Señor, aquí estoy delante de ti. Ayúdame a tomar conciencia viva de que tú estás conmigo siempre. Esté donde esté, tu presencia amorosa me envuelve. Dame tu gracia para que este rato de oración me sea provechoso. Que vea claro qué quieres de mí. Dame un corazón nuevo, que me guíe por tus caminos de amor. Me pongo en tus manos, Señor. Soy todo tuyo. Haz de mí lo que tú quieras. Amén.
1. A la parábola de hoy se la suele llamar “parábola del hijo pródigo”, pero debiéramos llamarla con más propiedad “parábola del Padre bueno”. Porque el verdadero protagonista es el Padre, no el hijo que se marcha de casa. Ya la meditamos al comienzo de la cuaresma.
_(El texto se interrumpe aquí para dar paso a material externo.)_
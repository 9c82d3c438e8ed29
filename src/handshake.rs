//! Opening handshake (RFC 6455 Section 4): HTTP Upgrade parsing and
//! validation on the server side, request building and response checking
//! on the client side.
//!
//! Server request:
//!
//! ```http
//! GET /chat HTTP/1.1
//! Host: server.example.com
//! Upgrade: websocket
//! Connection: Upgrade
//! Sec-WebSocket-Key: dGhlIHNhbXBsZSBub25jZQ==
//! Sec-WebSocket-Version: 13
//! ```
//!
//! Success response:
//!
//! ```http
//! HTTP/1.1 101 Switching Protocols
//! Upgrade: websocket
//! Connection: Upgrade
//! Sec-WebSocket-Accept: s3pPLMBiTxaQ9kYGzzhZRbK+xOo=
//! ```
//!
//! Validation runs in a fixed order and the first failure picks the HTTP
//! status of the error page. Supported protocol versions are 7, 8 and 13;
//! versions below 13 carry the origin in `Sec-WebSocket-Origin` instead of
//! `Origin`.

use base64::Engine;
use sha1::{Digest, Sha1};
use std::collections::HashMap;
use std::fmt;

/// RFC 6455 GUID appended to the client key before hashing.
const WS_GUID: &str = "258EAFA5-E914-47DA-95CA-C5AB0DC85B11";

/// Protocol versions this endpoint speaks.
pub const SUPPORTED_VERSIONS: [u16; 3] = [7, 8, 13];

/// Computes the `Sec-WebSocket-Accept` value for a client key:
/// `base64(SHA-1(key || GUID))`, hash bytes in network order.
///
/// # Example
///
/// ```
/// use websock::handshake::compute_accept_key;
///
/// let accept = compute_accept_key("dGhlIHNhbXBsZSBub25jZQ==");
/// assert_eq!(accept, "s3pPLMBiTxaQ9kYGzzhZRbK+xOo=");
/// ```
#[must_use]
pub fn compute_accept_key(client_key: &str) -> String {
    let mut hasher = Sha1::new();
    hasher.update(client_key.as_bytes());
    hasher.update(WS_GUID.as_bytes());
    base64::engine::general_purpose::STANDARD.encode(hasher.finalize())
}

/// Reason phrase for the statuses this library answers with.
#[must_use]
pub fn reason_phrase(status: u16) -> &'static str {
    match status {
        101 => "Switching Protocols",
        400 => "Bad Request",
        403 => "Forbidden",
        404 => "Not Found",
        426 => "Upgrade Required",
        500 => "Internal Server Error",
        _ => "Unknown",
    }
}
Pero ¿cómo no volver con gozo sobre ella los que andamos por la vida tropezando y cayendo, a pesar de nuestros buenos propósitos? Jesús la propuso porque “solían acercarse a Jesús todos los publicanos y los pecadores a escucharle. Y los fariseos y los escribas murmuraban entre ellos: - Ése acoge a los pecadores y come con ellos”. Ahí están: Los publicanos y los pecadores, -es decir, la “mala gente”- se acercan a Jesús, y Jesús los acoge; y los escribas y fariseos –esto es, los buenos, los estrictos cumplidores de la ley- le critican. Con esta parábola, Jesús pretende mostrar el auténtico rostro del Dios Bondad-Amor-y-Misericordia que él predica. Es como decirles: ¿Cómo no voy acoger a los que vosotros despreciáis por ser malos, si el Padre los está esperando para la fiesta?... ¡Éste es nuestro Dios! Al escucharlo, ¿cómo no estallar de gozosa esperanza los pecadores que buscamos convertirnos a Dios en la cuaresma?
2. El padre de la parábola no sólo espera. Cuando ve venir al hijo que se marchó, corre a su encuentro y lo abraza y besa cariñosamente. Y no le echa en cara su desamor, sino que ordena: «Sacad enseguida el mejor traje y vestidlo; ponedle un anillo en la mano y sandalias en los pies; traed el ternero cebado y matadlo; celebremos un banquete, porque este hijo mío estaba muerto y ha revivido; estaba perdido, y lo hemos encontrado». De nuevo, ¡éste es nuestro Dios!: el Padre que nos sale al encuentro, y nos acoge sin recordarnos nuestra ingratitud y pecado, y nos devuelve el anillo de hijo y nos viste el mejor traje de la gracia y ordedna que se haga fiesta. ¡Cuánta bonda la del Padre! J. A. Pagola nos anima: “Por muy perdidos que nos encontremos, por muy fracasados que nos sintamos, por muy culpables que nos veamos, siempre hay salida. Cuando nos encontramos perdidos, una cosa es segura: Dios nos está buscando”. ¿Cómo no apresurarme a ir a tu encuentro, Padre, por muchos y graves que sean mis pecados?
3. Los que creemos en este Dios bondadoso ¿nos comportamos así con los demás? Ocasiones tenemos en nuestras relaciones: de padres-hijos, esposo-esposa, sociales y laborales, de la vida comunitaria... Al que nos ha ofendido, al que “peca” y se arrepiente ¿lo acogemos con el gozo y la alegría del Padre, o lo rechazamos por pecador, como los fariseos, como el hijo mayor de la parábola que “nunca ha desobedecido una orden del padre”, pero no ama y no perdona y se niega a entrar en la fiesta? ¿Acogemos sin más al caído, o somos de los de “te perdono pero no olvido”, de modo que andamos echando en cara al otro sus fallos continuamente? ¡Qué suerte, Padre, tú sí que olvidas!... Recuerdo de nuevo a J. A. Pagola: “Una cosa es clara. Sólo entrará en la fiesta final quien comprenda que Dios es Padre de todos y quien sepa acoger, comprender y perdonar a sus hermanos”. Señor, por la senda que andamos ¿entraremos nosotros? Cambia nuestro corazón, Señor, cámbialo.
A la luz de esta Palabra y estas reflexiones, pregúntate qué te pide el Señor... Háblale como a un amigo. Pídele perdón, dale gracias. … Escucha en tu corazón qué te dice el Señor. Pide que te ayude para poder llevar a la práctica los deseos que han surgido en tu corazón.